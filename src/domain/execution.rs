//! Fill simulation: slippage and the per-bar exit check.
//!
//! Long-only. Slippage always works against the trade: entries fill higher,
//! exits fill lower.

use crate::domain::ohlcv::PriceBar;
use crate::domain::position::{ExitReason, OpenTrade};

/// Long entry (buy): market_price * (1 + slippage_pct / 100)
pub fn apply_slippage_entry(market_price: f64, slippage_pct: f64) -> f64 {
    market_price * (1.0 + slippage_pct / 100.0)
}

/// Long exit (sell): market_price * (1 - slippage_pct / 100)
pub fn apply_slippage_exit(market_price: f64, slippage_pct: f64) -> f64 {
    market_price * (1.0 - slippage_pct / 100.0)
}

/// Exit decided for one bar.
#[derive(Debug, Clone, Copy, PartialEq)]
pub struct ExitFill {
    pub reason: ExitReason,
    pub price: f64,
}

/// Check `bar` against an open trade, in priority order:
/// 1. low <= stop: exit at the stop
/// 2. high >= target: exit at the target
/// 3. calendar days held >= max_holding_days: exit at the close
///
/// A bar touching both stop and target exits at the stop. Fill prices carry
/// exit slippage.
pub fn check_exit(
    trade: &OpenTrade,
    bar: &PriceBar,
    max_holding_days: u32,
    slippage_pct: f64,
) -> Option<ExitFill> {
    let (reason, market_price) = if bar.low <= trade.stop_price {
        (ExitReason::Stop, trade.stop_price)
    } else if bar.high >= trade.target_price {
        (ExitReason::Target, trade.target_price)
    } else if trade.holding_days(bar.date) >= i64::from(max_holding_days) {
        (ExitReason::Timeout, bar.close)
    } else {
        return None;
    };

    Some(ExitFill {
        reason,
        price: apply_slippage_exit(market_price, slippage_pct),
    })
}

□ □ □ □

**WHAT NEEDS TO BE DONE**
Quote every line of the records above, from the first down to the one holding "else if trade.holding_days(bar.date)", exactly as written.

**COMPLETED EXERCISE**
filename src/domain/execution.rs
//! Fill simulation: slippage and the per-bar exit check.
//!
//! Long-only. Slippage always works against the trade: entries fill higher,
//! exits fill lower.

use crate::domain::ohlcv::PriceBar;
use crate::domain::position::{ExitReason, OpenTrade};

/// Long entry (buy): market_price * (1 + slippage_pct / 100)
pub fn apply_slippage_entry(market_price: f64, slippage_pct: f64) -> f64 {
    market_price * (1.0 + slippage_pct / 100.0)
}

/// Long exit (sell): market_price * (1 - slippage_pct / 100)
pub fn apply_slippage_exit(market_price: f64, slippage_pct: f64) -> f64 {
    market_price * (1.0 - slippage_pct / 100.0)
}

/// Exit decided for one bar.
#[derive(Debug, Clone, Copy, PartialEq)]
pub struct ExitFill {
    pub reason: ExitReason,
    pub price: f64,
}

/// Check `bar` against an open trade, in priority order:
/// 1. low <= stop: exit at the stop
/// 2. high >= target: exit at the target
/// 3. calendar days held >= max_holding_days: exit at the close
///
/// A bar touching both stop and target exits at the stop. Fill prices carry
/// exit slippage.
pub fn check_exit(
    trade: &OpenTrade,
    bar: &PriceBar,
    max_holding_days: u32,
    slippage_pct: f64,
) -> Option<ExitFill> {
    let (reason, market_price) = if bar.low <= trade.stop_price {
        (ExitReason::Stop, trade.stop_price)
    } else if bar.high >= trade.target_price {
        (ExitReason::Target, trade.target_price)
    } else if trade.holding_days(bar.date) >= i64::from(max_holding_days) {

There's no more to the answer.